Steh auf, nimm Dein Bett und geh!
Aus einer Gästeandacht an der Ev. Akdemie Bad Boll, gestaltet von Sigrid Schöttle
[...] Warum gelingt es dort in Vietnam so wohlwollend und wertschätzend, ein vergleichsweise gigantisches Sozial- und Politikprojekt unter schwierigen Bedingungen aufzubauen?
"Es gibt immer mehr Straßen und immer weniger Ziele.", meint Werner Mitsch. Manchmal scheint es mir, als seien den Menschen Zukunftsperspektiven weggerutscht. Der Schritt in die Ziellosigkeit ist der entscheidende Schritt in die Bedeutungslosigkeit.

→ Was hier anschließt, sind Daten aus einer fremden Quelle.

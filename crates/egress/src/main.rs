//! Egress - Data egress dashboards from warehouse access history
//!
//! # Usage
//!
//! ```bash
//! # Accesses per namespace over the last 31 days
//! egress chart --period daily --env PRD
//!
//! # Drill into one namespace, direct objects, as JSON
//! egress chart --period hourly --env PRD --set direct --namespace SALES --format json
//!
//! # All four dashboard panels
//! egress dashboard --period monthly --env PRD --underlying SALES
//!
//! # Warehouse SQL for a panel
//! egress explain --period daily --env PRD --namespace SALES
//! ```

mod cmd;

use std::path::Path;

use anyhow::Result;
use clap::{Parser, Subcommand};
use egress_config::{Config, LogFormat};
use tracing_subscriber::{EnvFilter, fmt, prelude::*};

/// Egress - Data egress dashboards from warehouse access history
#[derive(Parser, Debug)]
#[command(name = "egress")]
#[command(version, about, long_about = None)]
struct Cli {
    #[command(subcommand)]
    command: Command,

    /// Path to configuration file (error if specified but not found)
    #[arg(short, long, global = true)]
    config: Option<std::path::PathBuf>,

    /// Log level (trace, debug, info, warn, error). Overrides config file.
    #[arg(short, long, global = true)]
    log_level: Option<String>,
}

#[derive(Subcommand, Debug)]
enum Command {
    /// Render one usage or drill-down chart
    Chart(cmd::chart::ChartArgs),

    /// Evaluate all four dashboard panels
    Dashboard(cmd::dashboard::DashboardArgs),

    /// List namespaces seen in the lookback window
    Namespaces(cmd::namespaces::NamespacesArgs),

    /// Show the warehouse SQL for a panel
    Explain(cmd::explain::ExplainArgs),
}

#[tokio::main]
async fn main() -> Result<()> {
    let cli = Cli::parse();

    let (log_level, log_format) =
        resolve_logging(cli.log_level.as_deref(), cli.config.as_deref());
    init_logging(&log_level, log_format)?;

    let config_path = cli.config.as_deref();
    match cli.command {
        Command::Chart(args) => cmd::chart::run(args, config_path).await,
        Command::Dashboard(args) => cmd::dashboard::run(args, config_path).await,
        Command::Namespaces(args) => cmd::namespaces::run(args, config_path).await,
        Command::Explain(args) => cmd::explain::run(args, config_path),
    }
}

/// Resolve log filter and format: CLI flag > config file > default "info"
fn resolve_logging(cli_level: Option<&str>, config_path: Option<&Path>) -> (String, LogFormat) {
    let log = config_path
        .filter(|path| path.exists())
        .and_then(|path| Config::from_file(path).ok())
        .map(|config| config.log)
        .unwrap_or_default();

    (log.directive(cli_level), log.format)
}

/// Initialize the tracing subscriber for logging
///
/// Logs go to stderr; stdout carries command output only.
fn init_logging(level: &str, format: LogFormat) -> Result<()> {
    let filter = EnvFilter::try_new(level)
        .or_else(|_| EnvFilter::try_new("info"))
        .map_err(|e| anyhow::anyhow!("invalid log level: {}", e))?;

    let (console, json) = match format {
        LogFormat::Console => (
            Some(
                fmt::layer()
                    .with_writer(std::io::stderr)
                    .with_target(true)
                    .with_thread_ids(false),
            ),
            None,
        ),
        LogFormat::Json => (
            None,
            Some(fmt::layer().json().with_writer(std::io::stderr)),
        ),
    };

    tracing_subscriber::registry()
        .with(console)
        .with(json)
        .with(filter)
        .init();

    Ok(())
}
//! Object name parser configuration

use serde::Deserialize;

/// Default object name pattern: `{namespace}_{environment}_...`
pub const DEFAULT_PATTERN: &str = r"^(?P<namespace>[^_.]+)_(?P<environment>[^_.]+)_";

/// Category used for object names the pattern does not match
pub const DEFAULT_SENTINEL: &str = "UNKNOWN";

/// How environment and namespace are derived from an object name
///
/// The pattern must contain the named groups `namespace` and `environment`.
///
/// # Example
///
/// ```toml
/// [parser]
/// pattern = '^(?P<namespace>[^_.]+)_(?P<environment>[^_.]+)_'
/// sentinel = "UNKNOWN"
/// ```
#[derive(Debug, Clone, PartialEq, Eq, Deserialize)]
#[serde(default)]
pub struct ParserConfig {
    /// Regular expression with `namespace` and `environment` groups
    pub pattern: String,

    /// Value returned when the pattern does not match
    pub sentinel: String,
}

impl Default for ParserConfig {
    fn default() -> Self {
        Self {
            pattern: DEFAULT_PATTERN.to_string(),
            sentinel: DEFAULT_SENTINEL.to_string(),
        }
    }
}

Das Dorf der Freundschaft hat dagegen einen klaren, für sich engumrissenen Leitgedanken, den sie gemeinsam teilen. Und: es bietet die größtmögliche Freiheit für den Einzelnen, mitzugestalten, sich einzubringen, mitzumachen...
Es ist ein Wechselspiel von Führung und Engagement, von Ziel und Überzeugung: Wenn Du Dich betreffen lässt, von deren Schicksalen, dann kannst Du mitmachen. Irgendwie... sei leidenschaftlich und kreativ! Da wird ein Spielplatz eingeweiht, den ein Franzose über sein Vermächtnis posthum aufbauen ließ.

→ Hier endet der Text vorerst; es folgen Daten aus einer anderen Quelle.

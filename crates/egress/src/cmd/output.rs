//! Output rendering for command results
//!
//! Pivot tables print as ASCII tables or CSV with one row per bucket and one
//! column per category. JSON output is the chart spec itself.

use anyhow::Result;
use egress_analytics::{PanelOutput, PeriodClass, PivotTable};
use egress_query::OutputFormat;

/// Maximum table column width
const MAX_WIDTH: usize = 50;

/// Print a panel in the requested format
pub fn print_panel(output: &PanelOutput, period: PeriodClass, format: OutputFormat) -> Result<()> {
    match format {
        OutputFormat::Table => {
            println!("{}", output.title);
            println!();
            print!("{}", render_table(&output.pivot, period));
        }
        OutputFormat::Json => {
            println!("{}", serde_json::to_string_pretty(&output.chart)?);
        }
        OutputFormat::Csv => {
            print!("{}", render_csv(&output.pivot, period));
        }
    }
    Ok(())
}

/// Header and cells of a pivot table, labels in the first column
fn grid(pivot: &PivotTable, period: PeriodClass) -> (Vec<String>, Vec<Vec<String>>) {
    let mut header = vec![bucket_header(period).to_string()];
    header.extend(pivot.categories.iter().cloned());

    let rows = pivot
        .rows
        .iter()
        .map(|row| {
            let mut cells = vec![period.label(row.bucket)];
            cells.extend(pivot.categories.iter().map(|c| row.get(c).to_string()));
            cells
        })
        .collect();

    (header, rows)
}

fn bucket_header(period: PeriodClass) -> &'static str {
    match period {
        PeriodClass::Hourly => "hour",
        PeriodClass::Daily => "day",
        PeriodClass::Monthly => "month",
    }
}

/// Render as ASCII table
pub fn render_table(pivot: &PivotTable, period: PeriodClass) -> String {
    if pivot.is_empty() {
        return "(empty result)\n".to_string();
    }

    let (header, rows) = grid(pivot, period);

    // Calculate column widths
    let mut widths: Vec<usize> = header.iter().map(|h| h.len()).collect();
    for row in &rows {
        for (i, cell) in row.iter().enumerate() {
            widths[i] = widths[i].max(cell.len());
        }
    }
    for w in &mut widths {
        *w = (*w).min(MAX_WIDTH);
    }

    let mut out = String::new();
    out.push_str(&format_row(&header, &widths));
    out.push('\n');

    let sep: Vec<String> = widths.iter().map(|w| "-".repeat(*w)).collect();
    out.push_str(&sep.join("-+-"));
    out.push('\n');

    for row in &rows {
        out.push_str(&format_row(row, &widths));
        out.push('\n');
    }

    out
}

fn format_row(cells: &[String], widths: &[usize]) -> String {
    let values: Vec<String> = cells
        .iter()
        .zip(widths)
        .map(|(cell, w)| {
            if cell.chars().count() > *w {
                let cut: String = cell.chars().take(w.saturating_sub(3)).collect();
                format!("{}...", cut)
            } else {
                format!("{:width$}", cell, width = *w)
            }
        })
        .collect();
    values.join(" | ").trim_end().to_string()
}

/// Render as CSV
pub fn render_csv(pivot: &PivotTable, period: PeriodClass) -> String {
    let (header, rows) = grid(pivot, period);

    let mut out = String::new();
    for line in std::iter::once(&header).chain(rows.iter()) {
        let values: Vec<String> = line.iter().map(|v| csv_escape(v)).collect();
        out.push_str(&values.join(","));
        out.push('\n');
    }
    out
}

/// Escape value for CSV output
fn csv_escape(s: &str) -> String {
    // Quote if contains comma, newline, or quote
    if s.contains(',') || s.contains('\n') || s.contains('"') {
        format!("\"{}\"", s.replace('"', "\"\""))
    } else {
        s.to_string()
    }
}

#[cfg(test)]
mod tests {
    use super::*;
    use chrono::{TimeZone, Utc};
    use egress_analytics::CountRow;

    fn pivot() -> PivotTable {
        let jan = Utc.with_ymd_and_hms(2024, 1, 1, 0, 0, 0).unwrap();
        let feb = Utc.with_ymd_and_hms(2024, 2, 1, 0, 0, 0).unwrap();
        PivotTable::from_counts(&[
            CountRow::new("A", jan, 5),
            CountRow::new("B", jan, 3),
            CountRow::new("A", feb, 2),
        ])
    }

    #[test]
    fn test_render_table() {
        let table = render_table(&pivot(), PeriodClass::Monthly);
        let lines: Vec<&str> = table.lines().collect();

        assert_eq!(lines[0], "month   | A | B");
        assert_eq!(lines[1], "--------+---+--");
        assert_eq!(lines[2], "2024-01 | 5 | 3");
        assert_eq!(lines[3], "2024-02 | 2 | 0");
    }

    #[test]
    fn test_render_empty_table() {
        assert_eq!(
            render_table(&PivotTable::empty(), PeriodClass::Daily),
            "(empty result)\n"
        );
    }

    #[test]
    fn test_render_csv() {
        let csv = render_csv(&pivot(), PeriodClass::Monthly);

        assert_eq!(csv, "month,A,B\n2024-01,5,3\n2024-02,2,0\n");
    }

    #[test]
    fn test_csv_escape() {
        assert_eq!(csv_escape("plain"), "plain");
        assert_eq!(csv_escape("a,b"), "\"a,b\"");
        assert_eq!(csv_escape("say \"hi\""), "\"say \"\"hi\"\"\"");
    }
}
//! File and directory exclusion rules.
//! Decides which entries of a live project are left out when it is turned into a
//! template, and which subtrees the walk should not enter at all.

use std::path::Path;

/// Directories that are never part of a template.
pub const FOLDER_SKIPS: [&str; 3] = [".git", "node_modules", "dist"];

/// Files that are never part of a template.
pub const FILE_SKIPS: [&str; 5] = [".create-local-app.json", ".DS_Store", ".env", "shit", "Thumbs.db"];

/// The verdict for a single path.
#[derive(Debug, Clone, Copy, PartialEq, Eq)]
pub struct Exclusion {
    pub excluded: bool,
    /// When set on a directory the walk must not descend into it. When set on a
    /// file the walk abandons the rest of the file's parent directory.
    pub skip_descendants: bool,
}

impl Exclusion {
    pub const INCLUDED: Self = Self { excluded: false, skip_descendants: false };
    pub const EXCLUDED: Self = Self { excluded: true, skip_descendants: false };
    pub const PRUNED: Self = Self { excluded: true, skip_descendants: true };

    fn excluded_if(excluded: bool) -> Self {
        if excluded {
            Self::EXCLUDED
        } else {
            Self::INCLUDED
        }
    }
}

/// A single exclusion rule. Each rule either returns a verdict or passes.
#[derive(Debug, Clone)]
pub enum Rule {
    /// The entry sits directly inside one of the named directories.
    ParentNamed(&'static [&'static str]),
    /// The entry itself is one of the named directories (or a file so named).
    FolderNamed(&'static [&'static str]),
    /// The entry's name is one of the named files.
    FileNamed(&'static [&'static str]),
    /// The path contains `pattern`; the entry is excluded unless its name is in
    /// `keep`, or `keep_self` is set and its name equals the segment's own name.
    Segment {
        pattern: &'static str,
        keep: &'static [&'static str],
        keep_self: Option<&'static str>,
    },
}

impl Rule {
    pub fn evaluate(&self, path: &str, is_dir: bool) -> Option<Exclusion> {
        let as_path = Path::new(path);
        let base_name = as_path.file_name().and_then(|n| n.to_str()).unwrap_or_default();

        match self {
            Rule::ParentNamed(names) => {
                let parent_name = as_path
                    .parent()
                    .and_then(|p| p.file_name())
                    .and_then(|n| n.to_str())
                    .unwrap_or_default();
                names.contains(&parent_name).then_some(Exclusion::PRUNED)
            }
            Rule::FolderNamed(names) => names.contains(&base_name).then_some(if is_dir {
                Exclusion::PRUNED
            } else {
                Exclusion::EXCLUDED
            }),
            Rule::FileNamed(names) => names.contains(&base_name).then_some(Exclusion::EXCLUDED),
            Rule::Segment { pattern, keep, keep_self } => {
                if !path.contains(pattern) {
                    return None;
                }
                let kept = keep.contains(&base_name) || *keep_self == Some(base_name);
                Some(Exclusion::excluded_if(!kept))
            }
        }
    }
}

/// Ordered exclusion rules; the first rule with a verdict decides.
#[derive(Debug, Clone)]
pub struct Exclusions {
    rules: Vec<Rule>,
}

impl Default for Exclusions {
    fn default() -> Self {
        Self::new(vec![
            Rule::ParentNamed(&FOLDER_SKIPS),
            Rule::FolderNamed(&FOLDER_SKIPS),
            Rule::FileNamed(&FILE_SKIPS),
            Rule::Segment {
                pattern: "/build/",
                keep: &["appicon.png", "Info.plist", "Info.dev.plist"],
                keep_self: None,
            },
            Rule::Segment {
                pattern: "/ai",
                keep: &[".gitignore", "README.md", "Invoker.md", "Rules.md"],
                keep_self: Some("ai"),
            },
            Rule::Segment { pattern: "/output", keep: &[".gitignore"], keep_self: None },
            Rule::Segment { pattern: "/book/book", keep: &["book.toml"], keep_self: None },
        ])
    }
}

impl Exclusions {
    pub fn new(rules: Vec<Rule>) -> Self {
        Self { rules }
    }

    pub fn rules(&self) -> &[Rule] {
        &self.rules
    }

    /// Evaluates `path` against the rules in order.
    ///
    /// # Arguments
    /// * `path` - Path of the entry; `/` separated, usually anchored at the walk root
    /// * `is_dir` - Whether the entry is a directory
    ///
    /// # Returns
    /// * `Exclusion` - The verdict of the first matching rule, or `Exclusion::INCLUDED`
    pub fn is_excluded<P: AsRef<Path>>(&self, path: P, is_dir: bool) -> Exclusion {
        let path = normalize(path.as_ref());
        self.rules
            .iter()
            .find_map(|rule| rule.evaluate(&path, is_dir))
            .unwrap_or(Exclusion::INCLUDED)
    }
}

/// Evaluates `path` against the default rule set.
pub fn is_excluded<P: AsRef<Path>>(path: P, is_dir: bool) -> Exclusion {
    Exclusions::default().is_excluded(path, is_dir)
}

/// Turns a path relative to a walk root into the `/`-anchored form the rules expect.
pub fn anchored<P: AsRef<Path>>(relative: P) -> String {
    let joined = relative
        .as_ref()
        .components()
        .map(|c| c.as_os_str().to_string_lossy())
        .collect::<Vec<_>>()
        .join("/");
    format!("/{}", joined)
}

fn normalize(path: &Path) -> String {
    path.to_string_lossy().replace('\\', "/")
}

Eine Kanadierin kam, um einen Kräutergarten einzurichten, als Betätigungsfeld und für die hauseigene Küche.
Zwei Männer von "Elektriker ohne Grenzen" werden kostenlos eine gespendete Solaranlage auf ein Dach des Dorfes bauen. Zwei Sonderschullehrerinnen haben drei Monate lang im Freiwilligendienst mit den Hausmüttern ein Sport- und Bewegungsprogramm vor Ort konzipiert, das nun im Wochenverlauf integriert stattfindet.

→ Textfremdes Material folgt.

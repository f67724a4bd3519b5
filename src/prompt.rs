//! User input and interaction handling.
//! Prompts go through the [`Prompter`] trait so the flows can run unattended.

use dialoguer::{Confirm, Input};

use crate::config::Config;
use crate::error::Result;

/// Source of interactive answers.
pub trait Prompter {
    /// Asks a yes/no question. Returns `true` without asking when `skip_prompt` is set.
    fn confirm(&self, skip_prompt: bool, prompt: String, default: bool) -> Result<bool>;

    /// Asks for a line of text. An empty answer yields `default`.
    fn input(&self, prompt: String, default: String) -> Result<String>;
}

/// Terminal prompts backed by dialoguer.
pub struct DialoguerPrompter;

impl DialoguerPrompter {
    pub fn new() -> Self {
        Self
    }
}

impl Default for DialoguerPrompter {
    fn default() -> Self {
        DialoguerPrompter::new()
    }
}

impl Prompter for DialoguerPrompter {
    fn confirm(&self, skip_prompt: bool, prompt: String, default: bool) -> Result<bool> {
        if skip_prompt {
            return Ok(true);
        }
        Ok(Confirm::new().with_prompt(prompt).default(default).interact()?)
    }

    fn input(&self, prompt: String, default: String) -> Result<String> {
        let answer: String = Input::new()
            .with_prompt(prompt)
            .default(default.clone())
            .allow_empty(true)
            .interact_text()?;

        let answer = answer.trim();
        Ok(if answer.is_empty() { default } else { answer.to_string() })
    }
}

/// Asks for the four source fields, offering the saved values as defaults.
///
/// # Returns
/// * `Result<Config>` - `config` with the answered fields replaced
pub fn prompt_variables(prompt: &dyn Prompter, config: &Config) -> Result<Config> {
    let mut answered = config.clone();

    answered.organization = prompt.input("Organization".to_string(), config.organization.clone())?;
    answered.project_name = prompt.input("Project Name".to_string(), config.project_name.clone())?;
    answered.github = prompt.input("Github".to_string(), config.github.clone())?;
    answered.domain = prompt.input("Domain".to_string(), config.domain.clone())?;

    Ok(answered)
}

You can make a difference...
Ein wunderbar offenes Leitbild des Dorfes, das trägt. Das beschwingt mich und befreit zu Taten, weil Phantasie und Kreativität gefragt sind. Diese Aussage verweist mich auf mich selbst. Sie gibt mir meine eigene Verantwortung zurück, die ich habe, als Mensch in der Welt:
Wovon bin ich betroffen? Was betrifft mich? Was verlangt die Zukunft von mir? Was kann ich einbringen?
Die Bibel erzählt im Johannes-Evangelium von einem bettlägrigen Mann: “Steh auf, nimm Dein Bett und geh”, sagt Jesus zu ihm. Der seit 38 Jahren Gelähmte steht tatsächlich auf.
Eine typische Wunderheilung?
Es geht in diesen Geschichten nicht um Historizität und Dokumentation, sondern um die innenwohnende Botschaft: Der Mann ist nicht im herkömmlichen Sinn gelähmt. Das Entscheidende ist seine Lähmung im Denken, seine Einstellung.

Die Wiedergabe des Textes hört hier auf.